ぽっぺん日記@karashi.org
2008-04-23(Wed) [長年日記]
_ 宦官探偵、登場──
イスタンブールの群狼 (ハヤカワ・ミステリ文庫)(ジェイソン・グッドウィン/和爾桃子)
19世紀のオスマン帝国時代の首都イスタンブールを舞台に、宦官ヤシムが近衛新軍士官連続殺人事件を追うという一風変わった探偵小説が本書。
イスタンブールの活気溢れる町中の様子が生き生きと描かれ、月並だが「まるで見て来たみたいだなぁ」なんてことを思っていたら、それもそのはず。 著者はミステリ分野でこそ新人だが、オスマントルコ史については何冊もの著作を上梓しているベテラン歴史著述家とのこと。 根からのイスタンブール大好きっこが書いたんだから当たり前といったら当たり前ですなー。

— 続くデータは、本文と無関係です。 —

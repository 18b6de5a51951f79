//! Stage B backend: Anthropic Messages API over raw HTTP.
//!
//! One request per item, strict JSON out. The caller owns the timeout and
//! the degradation path; this module only builds the prompt, makes the
//! call, and returns the model's text.

use async_trait::async_trait;
use serde::Deserialize;

use super::{ClassifierError, ItemTypeModel, ModelRequest};

const API_URL: &str = "https://api.anthropic.com/v1/messages";
const API_VERSION: &str = "2023-06-01";
const MODEL: &str = "claude-opus-5";
const MAX_TOKENS: u32 = 1024;

#[derive(Debug, Deserialize)]
struct MessagesResponse {
    #[serde(default)]
    content: Vec<ContentBlock>,
    #[serde(default)]
    stop_reason: Option<String>,
}

#[derive(Debug, Deserialize)]
struct ContentBlock {
    #[serde(rename = "type", default)]
    block_type: String,
    #[serde(default)]
    text: String,
}

pub struct AnthropicModel {
    http: reqwest::Client,
    api_key: String,
}

impl AnthropicModel {
    pub fn new(api_key: String) -> Self {
        Self {
            http: reqwest::Client::new(),
            api_key,
        }
    }
}

fn build_prompt(request: &ModelRequest) -> String {
    format!(
        "You classify one email from a family's \"{pack}\" stream. Family members: {members}.\n\
         \n\
         Subject: {subject}\n\
         From: {from}\n\
         Snippet: {snippet}\n\
         \n\
         Decide whether this email is an obligation (demands attendance or action, \
         possibly by a date) or an announcement (informational only). If an obligation \
         has an explicit calendar date, extract it.\n\
         \n\
         Respond with exactly one JSON object and nothing else:\n\
         {{\"itemType\": \"obligation\"|\"announcement\", \"obligationDate\": \"YYYY-MM-DD\"|null, \
         \"confidence\": 0.0-1.0, \"reasoning\": \"one short sentence\"}}",
        pack = request.pack_name,
        members = request.members.join(", "),
        subject = request.subject,
        from = request.from,
        snippet = request.snippet,
    )
}

#[async_trait]
impl ItemTypeModel for AnthropicModel {
    async fn classify(&self, request: &ModelRequest) -> Result<String, ClassifierError> {
        let body = serde_json::json!({
            "model": MODEL,
            "max_tokens": MAX_TOKENS,
            "messages": [{"role": "user", "content": build_prompt(request)}],
        });

        let resp = self
            .http
            .post(API_URL)
            .header("x-api-key", &self.api_key)
            .header("anthropic-version", API_VERSION)
            .json(&body)
            .send()
            .await?;

        let status = resp.status();
        if !status.is_success() {
            let text = resp.text().await.unwrap_or_default();
            return Err(ClassifierError::Api(format!("HTTP {status}: {text}")));
        }

        let parsed: MessagesResponse = resp.json().await?;

        if parsed.stop_reason.as_deref() == Some("refusal") {
            return Err(ClassifierError::Api("request declined".into()));
        }

        let text = parsed
            .content
            .iter()
            .find(|b| b.block_type == "text")
            .map(|b| b.text.clone())
            .unwrap_or_default();

        Ok(text)
    }
}
use crate::{
    foundation::core::EngineConfig,
    foundation::error::{VoxreelError, VoxreelResult},
    transcript::segment::Segment,
};

/// One scheduled still image on the video track.
#[derive(Clone, Debug, PartialEq, serde::Serialize, serde::Deserialize)]
pub struct VisualClip {
    /// Index into the prepared visual store.
    pub asset_index: usize,
    /// Placement on the global timeline, in seconds.
    pub start: f64,
    /// Duration the clip owns before any crossfade padding.
    pub base_duration: f64,
    /// Extra tail seconds so the next clip's fade-in has pixels to fade over.
    pub crossfade_pad: f64,
    /// Length of this clip's fade-in, zero for the first clip.
    pub crossfade_in: f64,
}

impl VisualClip {
    /// Seconds the clip is actually on screen, padding included.
    pub fn scheduled_duration(&self) -> f64 {
        self.base_duration + self.crossfade_pad
    }

    pub fn end(&self) -> f64 {
        self.start + self.scheduled_duration()
    }
}

/// The synchronized schedule: one clip per usable (segment, image) pair plus
/// the locked total duration.
#[derive(Clone, Debug, PartialEq, serde::Serialize, serde::Deserialize)]
pub struct Timeline {
    pub clips: Vec<VisualClip>,
    /// Narration duration plus the trailing buffer. The encoder's `-shortest`
    /// flag still locks the muxed output to the narration itself.
    pub total_duration: f64,
}

impl Timeline {
    /// Pair segments with images index-for-index and derive every clip's
    /// placement from the transcript timestamps.
    ///
    /// Clip `i` starts at `segments[i].start` and runs until the next paired
    /// segment starts, so consecutive clips tile the narration without gaps
    /// whatever the segment `end` values claim. The last paired clip is
    /// stretched to the end of the timeline. Extra segments narrate over the
    /// final image; extra images are dropped.
    pub fn build(
        segments: &[Segment],
        image_count: usize,
        narration_duration_sec: f64,
        config: &EngineConfig,
    ) -> VoxreelResult<Self> {
        config.validate()?;
        if segments.is_empty() {
            return Err(VoxreelError::validation(
                "timeline requires at least one segment",
            ));
        }
        if image_count == 0 {
            return Err(VoxreelError::validation(
                "timeline requires at least one image",
            ));
        }
        if !narration_duration_sec.is_finite() || narration_duration_sec <= 0.0 {
            return Err(VoxreelError::validation(format!(
                "narration duration must be finite and > 0 (got {narration_duration_sec})"
            )));
        }

        let total_duration = narration_duration_sec + config.trailing_buffer_sec;
        let paired = segments.len().min(image_count);
        if paired < segments.len() {
            tracing::debug!(
                segments = segments.len(),
                images = image_count,
                "more segments than images, trailing segments share the last image"
            );
        }
        if paired < image_count {
            tracing::debug!(
                segments = segments.len(),
                images = image_count,
                "more images than segments, trailing images are unused"
            );
        }

        let mut clips = Vec::with_capacity(paired);
        for i in 0..paired {
            let start = segments[i].start;
            let raw = if i + 1 < paired {
                segments[i + 1].start - start
            } else {
                total_duration - start
            };

            let base_duration = if raw > 0.0 {
                raw
            } else {
                tracing::warn!(
                    clip = i,
                    start,
                    raw_duration = raw,
                    floor = config.min_clip_duration_sec,
                    "non-positive clip duration, clamping to floor"
                );
                config.min_clip_duration_sec
            };

            clips.push(VisualClip {
                asset_index: i,
                start,
                base_duration,
                crossfade_pad: config.crossfade_sec,
                crossfade_in: if i == 0 { 0.0 } else { config.crossfade_sec },
            });
        }

        Ok(Self {
            clips,
            total_duration,
        })
    }

    /// Latest instant any clip is still on screen. At least `total_duration`
    /// unless clamping pushed a clip past it.
    pub fn visual_end(&self) -> f64 {
        self.clips
            .iter()
            .map(VisualClip::end)
            .fold(self.total_duration, f64::max)
    }
}

#[cfg(test)]
mod tests {
    use super::*;

    fn seg(start: f64) -> Segment {
        Segment::new(start, Some(start + 1.0), "words")
    }

    fn config() -> EngineConfig {
        EngineConfig::default()
    }

    #[test]
    fn durations_come_from_successor_starts_not_segment_ends() {
        // Segment ends deliberately disagree with the next start; the
        // timeline must follow the starts.
        let segments = vec![
            Segment::new(0.0, Some(1.2), "a"),
            Segment::new(2.0, Some(2.1), "b"),
            Segment::new(4.5, None, "c"),
        ];
        let tl = Timeline::build(&segments, 3, 9.0, &config()).unwrap();

        assert_eq!(tl.total_duration, 9.5);
        assert_eq!(tl.clips.len(), 3);
        assert_eq!(tl.clips[0].base_duration, 2.0);
        assert_eq!(tl.clips[1].base_duration, 2.5);
        assert_eq!(tl.clips[2].base_duration, 5.0);
    }

    #[test]
    fn clips_tile_the_timeline_without_gaps() {
        let segments = vec![seg(0.0), seg(3.1), seg(5.9), seg(8.0)];
        let tl = Timeline::build(&segments, 4, 12.0, &config()).unwrap();

        for pair in tl.clips.windows(2) {
            assert!((pair[0].start + pair[0].base_duration - pair[1].start).abs() < 1e-9);
        }
        let last = tl.clips.last().unwrap();
        assert!((last.start + last.base_duration - tl.total_duration).abs() < 1e-9);
    }

    #[test]
    fn every_clip_carries_the_crossfade_pad_and_only_later_clips_fade_in() {
        let segments = vec![seg(0.0), seg(2.0)];
        let tl = Timeline::build(&segments, 2, 6.0, &config()).unwrap();

        assert_eq!(tl.clips[0].crossfade_pad, 0.5);
        assert_eq!(tl.clips[0].crossfade_in, 0.0);
        assert_eq!(tl.clips[1].crossfade_pad, 0.5);
        assert_eq!(tl.clips[1].crossfade_in, 0.5);
        assert_eq!(tl.clips[0].scheduled_duration(), 2.5);
    }

    #[test]
    fn more_segments_than_images_yields_one_clip_per_image() {
        let segments = vec![seg(0.0), seg(1.0), seg(2.0), seg(3.0), seg(4.0)];
        let tl = Timeline::build(&segments, 3, 10.0, &config()).unwrap();

        assert_eq!(tl.clips.len(), 3);
        // The last clip stretches to the end of the timeline, covering the
        // narration of the unpaired segments.
        assert_eq!(tl.clips[2].start, 2.0);
        assert_eq!(tl.clips[2].base_duration, 10.5 - 2.0);
    }

    #[test]
    fn more_images_than_segments_drops_the_extras() {
        let segments = vec![seg(0.0), seg(4.0)];
        let tl = Timeline::build(&segments, 5, 8.0, &config()).unwrap();
        assert_eq!(tl.clips.len(), 2);
        assert_eq!(tl.clips.last().unwrap().asset_index, 1);
    }

    #[test]
    fn non_positive_durations_clamp_to_the_floor() {
        // Out-of-order starts make the middle clip's raw duration negative.
        let segments = vec![seg(0.0), seg(5.0), seg(3.0)];
        let tl = Timeline::build(&segments, 3, 9.0, &config()).unwrap();
        assert_eq!(tl.clips[1].base_duration, 3.0);
    }

    #[test]
    fn last_segment_past_narration_end_still_gets_the_floor() {
        let segments = vec![seg(0.0), seg(11.0)];
        let tl = Timeline::build(&segments, 2, 10.0, &config()).unwrap();
        // 10.5 - 11.0 is negative, so the terminal clip is clamped.
        assert_eq!(tl.clips[1].base_duration, 3.0);
        assert!(tl.visual_end() > tl.total_duration);
    }

    #[test]
    fn degenerate_inputs_are_rejected() {
        assert!(Timeline::build(&[], 3, 9.0, &config()).is_err());
        assert!(Timeline::build(&[seg(0.0)], 0, 9.0, &config()).is_err());
        assert!(Timeline::build(&[seg(0.0)], 1, 0.0, &config()).is_err());
        assert!(Timeline::build(&[seg(0.0)], 1, f64::NAN, &config()).is_err());
    }
}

純粋にミステリーとして見ると、人物視点がころころと変わったり、伏線が回収し切れていなかったりと粗も見えたりするのだけども、 イスタンブールと、料理好きなヤシムやその友人のポーランド大使パレフスキー、コサック舞踏手プリーンといった魅力的な登場人物たちは、そんな欠点も補って余りありますよ。
個人的には、作中で描写される風呂屋+マッサージが非常に気持ち良さそうで、一回体験してみたくなったり。
なお、訳者あとがきでは、登場するトルコ料理のひとつ、トライプ・スープのレシピも紹介されているので、そこらへんもちょっとお得。
イスタンブールLoveな人はもちろん、「美貌*1の宦官」という主人公にビビッとくる腐女子属性の人は読んで損なしの一冊。
あー、ちなみに、ヤシムはBLな人ではないので、そっち方面を期待して読まないように。
原著では宦官ヤシムを主人公とする第2作(既刊)、第3作(執筆中)とつづいているらしいので、邦訳されることを希望したい。